6. Il résulte des dispositions des articles 75-I et 43 de la loi du 10 juillet 1991 que le bénéficiaire de l'aide juridictionnelle ne peut demander au juge de condamner à son profit la partie perdante qu'au paiement des seuls frais qu'il a personnellement exposés, à l'exclusion de la somme correspondant à la part contributive de l'Etat à la mission d'aide juridictionnelle confiée à son avocat. En revanche, l'avocat de ce bénéficiaire peut, en application des dispositions de l'article 37 de la loi du 10 juillet 1991, demander au juge de condamner la partie perdante à lui verser la somme correspondant à celle qu'il aurait réclamée à son client si ce dernier n'avait eu l'aide juridictionnelle, à charge pour l'avocat qui poursuit, en cas de condamnation, le recouvrement à son profit de la somme qui lui a été allouée par le juge, de renoncer à percevoir la somme correspondant à la part contributive de l'Etat à la mission d'aide juridictionnelle qui lui a été confiée.

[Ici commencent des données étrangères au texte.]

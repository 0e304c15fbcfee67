//! Typed client for the exchange backend consumed by the trading deck.
//!
//! This crate contains:
//! - Wire types for market and account data (Ticker, IndexPrice, Balance, Position)
//! - A reqwest-based HTTP client with bounded request timeouts
//!
//! The exchange itself is an external collaborator: this crate only reads
//! market and account state, it never places or manages orders.

pub mod client;
pub mod types;

pub use client::{ExchangeClient, ExchangeError, REQUEST_TIMEOUT};
pub use types::{Balance, IndexPrice, Position, PositionSide, Ticker};
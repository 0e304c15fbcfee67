//! HTTP client for the exchange backend.
//!
//! Every request carries a bounded timeout so a slow upstream can never
//! leave a caller pending indefinitely; a timeout surfaces as an
//! `ExchangeError::Http` with `is_timeout()` set on the inner error.

use std::time::Duration;

use reqwest::Client;
use serde::de::DeserializeOwned;
use thiserror::Error;
use tracing::debug;

use crate::types::{Balance, IndexPrice, Position, Ticker};

/// Default request timeout for exchange API calls.
pub const REQUEST_TIMEOUT: Duration = Duration::from_secs(10);

/// Errors that can occur when talking to the exchange backend.
#[derive(Debug, Error)]
pub enum ExchangeError {
    /// HTTP request failed (connection error or timeout).
    #[error("HTTP request failed: {0}")]
    Http(#[from] reqwest::Error),

    /// API returned an error status.
    #[error("API error: status {status}, body: {body}")]
    Api { status: u16, body: String },

    /// JSON parsing failed.
    #[error("JSON parsing failed: {0}")]
    Json(String),
}

/// Client for the exchange backend REST API.
pub struct ExchangeClient {
    /// HTTP client for API requests.
    http: Client,
    /// Base URL of the exchange backend.
    base_url: String,
}

impl ExchangeClient {
    /// Create a new client with the default request timeout.
    pub fn new(base_url: impl Into<String>) -> Result<Self, ExchangeError> {
        Self::with_timeout(base_url, REQUEST_TIMEOUT)
    }

    /// Create a new client with a custom request timeout.
    pub fn with_timeout(
        base_url: impl Into<String>,
        timeout: Duration,
    ) -> Result<Self, ExchangeError> {
        let http = Client::builder().timeout(timeout).build()?;

        Ok(Self {
            http,
            base_url: base_url.into().trim_end_matches('/').to_string(),
        })
    }

    /// Base URL this client talks to.
    pub fn base_url(&self) -> &str {
        &self.base_url
    }

    /// Fetch 24h tickers for all listed pairs.
    pub async fn tickers(&self) -> Result<Vec<Ticker>, ExchangeError> {
        self.get_json("/api/v1/market/tickers").await
    }

    /// Fetch the 24h ticker for a single pair.
    pub async fn ticker(&self, symbol: &str) -> Result<Ticker, ExchangeError> {
        self.get_json(&format!("/api/v1/market/tickers/{symbol}")).await
    }

    /// Fetch aggregate market indices.
    pub async fn index_prices(&self) -> Result<Vec<IndexPrice>, ExchangeError> {
        self.get_json("/api/v1/market/indices").await
    }

    /// Fetch asset balances for an account address.
    pub async fn balances(&self, address: &str) -> Result<Vec<Balance>, ExchangeError> {
        self.get_json(&format!("/api/v1/accounts/{address}/balances")).await
    }

    /// Fetch open positions for an account address.
    pub async fn positions(&self, address: &str) -> Result<Vec<Position>, ExchangeError> {
        self.get_json(&format!("/api/v1/accounts/{address}/positions")).await
    }

    /// Issue a GET request and decode the JSON response body.
    async fn get_json<T: DeserializeOwned>(&self, path: &str) -> Result<T, ExchangeError> {
        let url = format!("{}{}", self.base_url, path);
        debug!(url = %url, "Exchange API request");

        let response = self.http.get(&url).send().await?;
        let status = response.status();

        if !status.is_success() {
            let body = response.text().await.unwrap_or_default();
            return Err(ExchangeError::Api {
                status: status.as_u16(),
                body,
            });
        }

        let body = response.text().await?;
        serde_json::from_str(&body).map_err(|e| ExchangeError::Json(e.to_string()))
    }
}

#[cfg(test)]
mod tests {
    use super::*;

    #[test]
    fn test_client_strips_trailing_slash() {
        let client = ExchangeClient::new("http://localhost:8090/").unwrap();
        assert_eq!(client.base_url(), "http://localhost:8090");
    }

    #[test]
    fn test_client_keeps_clean_base_url() {
        let client = ExchangeClient::new("https://exchange.example.com").unwrap();
        assert_eq!(client.base_url(), "https://exchange.example.com");
    }

    #[test]
    fn test_api_error_display() {
        let error = ExchangeError::Api {
            status: 503,
            body: "maintenance".to_string(),
        };
        assert_eq!(error.to_string(), "API error: status 503, body: maintenance");
    }
}
//! HTTP surface for the trading deck.
//!
//! Auth middleware is the single choke point for every protected route: no
//! handler behind it ever sees a raw session id, only an already-verified
//! wallet address. Market routes attach provenance metadata (data source
//! and cache age) as response headers, separate from the payload body.

pub mod auth;
pub mod routes;
pub mod server;

pub use auth::AuthedUser;
pub use routes::{ApiError, HEADER_CACHE_AGE, HEADER_DATA_SOURCE};
pub use server::{AppState, create_router, run_server, spawn_server};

7. En l'espèce, M. A... n'allègue pas avoir exposé de frais autres que ceux pris en charge par l'Etat au titre de l'aide juridictionnelle totale qui lui a été allouée et son avocat n'a pas demandé la condamnation de la partie adverse à lui verser la somme correspondant aux frais exposés qu'il aurait réclamée à son client si celui-ci n'avait pas bénéficié d'une aide juridictionnelle totale. Dans ces conditions, les conclusions de M. A... tendant à ce qu'une somme soit mise à la charge de l'Etat au titre de l'article L. 761-1 du code de justice administrative doivent être rejetées.

DÉCIDE :

Article 1er : Le jugement n° 2400684 du 13 septembre 2024 du tribunal administratif d'Amiens est annulé.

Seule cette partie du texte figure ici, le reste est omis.